Segment Open

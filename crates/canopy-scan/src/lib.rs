//! Concurrent directory scanning engine for canopy.
//!
//! # Overview
//!
//! `canopy-scan` walks a directory tree asynchronously and folds it into a
//! flat list of per-folder statistics. Key features:
//!
//! - **Bounded concurrency** across the whole scan
//! - **Depth limit** that changes the shape of the result, never its totals
//! - **Cycle safety** via canonical directory tracking
//! - **Throttled progress** via callback and broadcast channel
//! - **Cooperative cancellation**
//!
//! # Example
//!
//! ```rust,no_run
//! use canopy_scan::{ScanConfig, ScanHooks, Scanner};
//!
//! # async fn run() -> Result<(), canopy_scan::ScanError> {
//! let config = ScanConfig::new("/path/to/scan");
//! let result = Scanner::new().scan(&config, ScanHooks::new()).await?;
//!
//! println!("Total size: {} bytes", result.total_size);
//! println!("Total files: {}", result.total_file_count);
//! # Ok(())
//! # }
//! ```
//!
//! # Progress and cancellation
//!
//! ```rust,no_run
//! use canopy_scan::{ScanConfig, ScanHooks, Scanner};
//! use tokio_util::sync::CancellationToken;
//!
//! # async fn run() {
//! let token = CancellationToken::new();
//! let hooks = ScanHooks::new()
//!     .with_progress(|p| eprintln!("{} files", p.files_scanned))
//!     .with_token(token.clone());
//!
//! let scanner = Scanner::new();
//! let outcome = scanner.scan(&ScanConfig::new("."), hooks).await;
//! # let _ = outcome;
//! # }
//! ```

mod aggregate;
mod context;
mod hooks;
mod progress;
mod registry;
mod runner;
mod scanner;
mod walker;

pub use hooks::{CancelFn, ScanHooks};
pub use progress::{PROGRESS_INTERVAL, ProgressFn, ScanPhase, ScanProgress};
pub use registry::ScanRegistry;
pub use runner::{RunError, run_bounded};
pub use scanner::Scanner;

// Re-export core types for convenience
pub use canopy_core::{
    FileStats, FolderStats, NodeId, ScanConfig, ScanError, ScanId, ScanResult, ScanWarning,
    TypeBreakdown, TypeCategory, WarningKind,
};
//! File type classification and per-category tallies.

use std::collections::BTreeMap;
use std::ops::{Add, AddAssign};

use serde::{Deserialize, Serialize};
use strum::{Display, EnumCount, EnumIter, IntoEnumIterator};

/// Semantic category of a file, derived from its extension.
#[derive(
    Debug,
    Clone,
    Copy,
    PartialEq,
    Eq,
    Hash,
    PartialOrd,
    Ord,
    Serialize,
    Deserialize,
    Display,
    EnumIter,
    EnumCount,
)]
#[serde(rename_all = "lowercase")]
#[strum(serialize_all = "lowercase")]
pub enum TypeCategory {
    Video,
    Image,
    Audio,
    Document,
    Code,
    Archive,
    Other,
}

impl TypeCategory {
    fn index(self) -> usize {
        self as usize
    }
}

/// Classify a file by the lowercased extension of its name.
///
/// Names without an extension, and extensions not in the table, are `Other`.
pub fn classify(name: &str) -> TypeCategory {
    let Some((stem, ext)) = name.rsplit_once('.') else {
        return TypeCategory::Other;
    };
    // ".bashrc" has no extension, just a leading dot
    if stem.is_empty() {
        return TypeCategory::Other;
    }

    match ext.to_ascii_lowercase().as_str() {
        "mp4" | "mkv" | "mov" | "avi" | "wmv" | "flv" | "webm" | "m4v" | "mpg" | "mpeg"
        | "3gp" | "vob" => TypeCategory::Video,
        "jpg" | "jpeg" | "png" | "gif" | "bmp" | "svg" | "webp" | "ico" | "heic" | "heif"
        | "tif" | "tiff" | "raw" | "cr2" | "nef" | "dng" | "psd" | "avif" => TypeCategory::Image,
        "mp3" | "wav" | "flac" | "aac" | "ogg" | "m4a" | "wma" | "opus" | "aiff" | "mid"
        | "midi" => TypeCategory::Audio,
        "pdf" | "doc" | "docx" | "xls" | "xlsx" | "ppt" | "pptx" | "odt" | "ods" | "odp"
        | "rtf" | "txt" | "md" | "csv" | "epub" | "pages" | "numbers" | "key" => {
            TypeCategory::Document
        }
        "rs" | "js" | "jsx" | "ts" | "tsx" | "mjs" | "py" | "java" | "c" | "h" | "cpp" | "hpp"
        | "cc" | "cs" | "go" | "rb" | "php" | "swift" | "kt" | "scala" | "sh" | "ps1" | "html"
        | "css" | "scss" | "json" | "toml" | "yaml" | "yml" | "xml" | "sql" | "lua" => {
            TypeCategory::Code
        }
        "zip" | "tar" | "gz" | "tgz" | "bz2" | "xz" | "7z" | "rar" | "zst" | "iso" | "dmg"
        | "cab" => TypeCategory::Archive,
        _ => TypeCategory::Other,
    }
}

/// Well-known noise files, compared case-insensitively.
const NOISE_FILES: &[&str] = &[
    "thumbs.db",
    "ehthumbs.db",
    "ehthumbs_vista.db",
    "desktop.ini",
    "$recycle.bin",
    "recycler",
    ".ds_store",
    "icon\r",
];

/// Whether a name is hidden: dot-prefixed or a well-known noise file.
pub fn is_hidden_name(name: &str) -> bool {
    if name.starts_with('.') {
        return true;
    }
    let lower = name.to_lowercase();
    NOISE_FILES.contains(&lower.as_str())
}

/// Size and count for one category.
#[derive(Debug, Clone, Copy, Default, PartialEq, Eq, Serialize, Deserialize)]
pub struct TypeTally {
    /// Bytes.
    pub size: u64,
    /// Number of files.
    pub count: u64,
}

impl TypeTally {
    pub fn is_empty(&self) -> bool {
        self.count == 0 && self.size == 0
    }
}

impl Add for TypeTally {
    type Output = Self;

    fn add(self, rhs: Self) -> Self {
        Self {
            size: self.size + rhs.size,
            count: self.count + rhs.count,
        }
    }
}

impl AddAssign for TypeTally {
    fn add_assign(&mut self, rhs: Self) {
        *self = *self + rhs;
    }
}

/// Per-category tallies, one slot per [`TypeCategory`].
///
/// Serialized as a map holding only non-empty categories.
#[derive(Debug, Clone, Copy, Default, PartialEq, Eq, Serialize, Deserialize)]
#[serde(
    from = "BTreeMap<TypeCategory, TypeTally>",
    into = "BTreeMap<TypeCategory, TypeTally>"
)]
pub struct TypeBreakdown([TypeTally; TypeCategory::COUNT]);

impl TypeBreakdown {
    pub fn new() -> Self {
        Self::default()
    }

    /// Record one file of `size` bytes.
    pub fn record(&mut self, category: TypeCategory, size: u64) {
        self.0[category.index()] += TypeTally { size, count: 1 };
    }

    /// Add every slot of `other` into this breakdown.
    pub fn merge(&mut self, other: &TypeBreakdown) {
        for (slot, theirs) in self.0.iter_mut().zip(other.0.iter()) {
            *slot += *theirs;
        }
    }

    pub fn get(&self, category: TypeCategory) -> TypeTally {
        self.0[category.index()]
    }

    /// Non-empty categories, in declaration order.
    pub fn iter(&self) -> impl Iterator<Item = (TypeCategory, TypeTally)> + '_ {
        TypeCategory::iter()
            .map(|c| (c, self.get(c)))
            .filter(|(_, t)| !t.is_empty())
    }

    pub fn total_size(&self) -> u64 {
        self.0.iter().map(|t| t.size).sum()
    }

    pub fn total_count(&self) -> u64 {
        self.0.iter().map(|t| t.count).sum()
    }

    pub fn is_empty(&self) -> bool {
        self.0.iter().all(TypeTally::is_empty)
    }
}

impl From<BTreeMap<TypeCategory, TypeTally>> for TypeBreakdown {
    fn from(map: BTreeMap<TypeCategory, TypeTally>) -> Self {
        let mut breakdown = Self::new();
        for (category, tally) in map {
            breakdown.0[category.index()] += tally;
        }
        breakdown
    }
}

impl From<TypeBreakdown> for BTreeMap<TypeCategory, TypeTally> {
    fn from(breakdown: TypeBreakdown) -> Self {
        breakdown.iter().collect()
    }
}
//! Scan progress reporting.

use std::path::{Path, PathBuf};
use std::sync::{Arc, Mutex};
use std::time::{Duration, Instant};

use serde::Serialize;
use tokio::sync::broadcast;

use canopy_core::ScanId;

/// Minimum spacing between two non-terminal progress emissions.
pub const PROGRESS_INTERVAL: Duration = Duration::from_millis(100);

/// Stage a scan is in when a snapshot is taken.
#[derive(Debug, Clone, Copy, PartialEq, Eq, Serialize)]
#[serde(rename_all = "lowercase")]
pub enum ScanPhase {
    /// Walking the tree.
    Enumerating,
    /// Walk finished, folding statistics into the result.
    Summing,
    /// Scan finished, successfully or not.
    Done,
    /// Scan stopped at the caller's request.
    Cancelled,
}

impl ScanPhase {
    pub fn is_terminal(self) -> bool {
        matches!(self, Self::Done | Self::Cancelled)
    }
}

/// Progress information during a scan.
#[derive(Debug, Clone, Serialize)]
pub struct ScanProgress {
    /// Scan this snapshot belongs to.
    pub scan_id: ScanId,
    /// Number of files counted so far.
    pub files_scanned: u64,
    /// Number of directories listed so far.
    pub dirs_scanned: u64,
    /// Time elapsed since scan started.
    pub elapsed: Duration,
    /// A path the walker touched recently.
    pub current_path: Option<PathBuf>,
    pub phase: ScanPhase,
}

impl ScanProgress {
    /// Calculate scan rate in files per second.
    pub fn files_per_second(&self) -> f64 {
        if self.elapsed.as_secs_f64() > 0.0 {
            self.files_scanned as f64 / self.elapsed.as_secs_f64()
        } else {
            0.0
        }
    }

    /// Get total items scanned (files + dirs).
    pub fn total_items(&self) -> u64 {
        self.files_scanned + self.dirs_scanned
    }

    pub fn is_terminal(&self) -> bool {
        self.phase.is_terminal()
    }
}

/// Callback receiving progress snapshots.
pub type ProgressFn = Arc<dyn Fn(&ScanProgress) + Send + Sync>;

#[derive(Debug)]
struct ReporterState {
    last_emit: Option<Instant>,
    finished: bool,
}

/// Throttled fan-out of progress snapshots for a single scan.
///
/// Emission happens under a lock so that nothing can be delivered after the
/// terminal snapshot.
pub(crate) struct ProgressReporter {
    scan_id: ScanId,
    start: Instant,
    interval: Duration,
    callback: Option<ProgressFn>,
    broadcast: broadcast::Sender<ScanProgress>,
    state: Mutex<ReporterState>,
}

impl ProgressReporter {
    pub fn new(
        scan_id: ScanId,
        callback: Option<ProgressFn>,
        broadcast: broadcast::Sender<ScanProgress>,
    ) -> Self {
        Self {
            scan_id,
            start: Instant::now(),
            interval: PROGRESS_INTERVAL,
            callback,
            broadcast,
            state: Mutex::new(ReporterState {
                last_emit: None,
                finished: false,
            }),
        }
    }

    pub fn elapsed(&self) -> Duration {
        self.start.elapsed()
    }

    /// Emit a snapshot unless one went out less than an interval ago.
    pub fn tick(&self, files: u64, dirs: u64, current_path: Option<&Path>) {
        let Ok(mut state) = self.state.lock() else {
            return;
        };
        if state.finished {
            return;
        }
        let now = Instant::now();
        if state
            .last_emit
            .is_some_and(|last| now.duration_since(last) < self.interval)
        {
            return;
        }
        state.last_emit = Some(now);
        let current_path = current_path.map(Path::to_path_buf);
        self.emit(self.snapshot(files, dirs, current_path, ScanPhase::Enumerating));
    }

    /// Emit a phase change, bypassing the throttle.
    pub fn phase(&self, files: u64, dirs: u64, phase: ScanPhase) {
        let Ok(mut state) = self.state.lock() else {
            return;
        };
        if state.finished {
            return;
        }
        state.last_emit = Some(Instant::now());
        if phase.is_terminal() {
            state.finished = true;
        }
        self.emit(self.snapshot(files, dirs, None, phase));
    }

    fn snapshot(
        &self,
        files_scanned: u64,
        dirs_scanned: u64,
        current_path: Option<PathBuf>,
        phase: ScanPhase,
    ) -> ScanProgress {
        ScanProgress {
            scan_id: self.scan_id.clone(),
            files_scanned,
            dirs_scanned,
            elapsed: self.elapsed(),
            current_path,
            phase,
        }
    }

    fn emit(&self, progress: ScanProgress) {
        if let Some(callback) = &self.callback {
            callback(&progress);
        }
        // No subscribers is fine.
        let _ = self.broadcast.send(progress);
    }
}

Segment Closed

■ **THE PROBLEM**:
Extract from the records above the lines from the one containing "pub enum ScanPhase" to the one containing "pub fn is_terminal(self)", both lines included, exactly as they appear and with nothing else.

■ **OUTPUT FOR THIS EXERCISE**:
pub enum ScanPhase {
    /// Walking the tree.
    Enumerating,
    /// Walk finished, folding statistics into the result.
    Summing,
    /// Scan finished, successfully or not.
    Done,
    /// Scan stopped at the caller's request.
    Cancelled,
}

impl ScanPhase {
    pub fn is_terminal(self) -> bool {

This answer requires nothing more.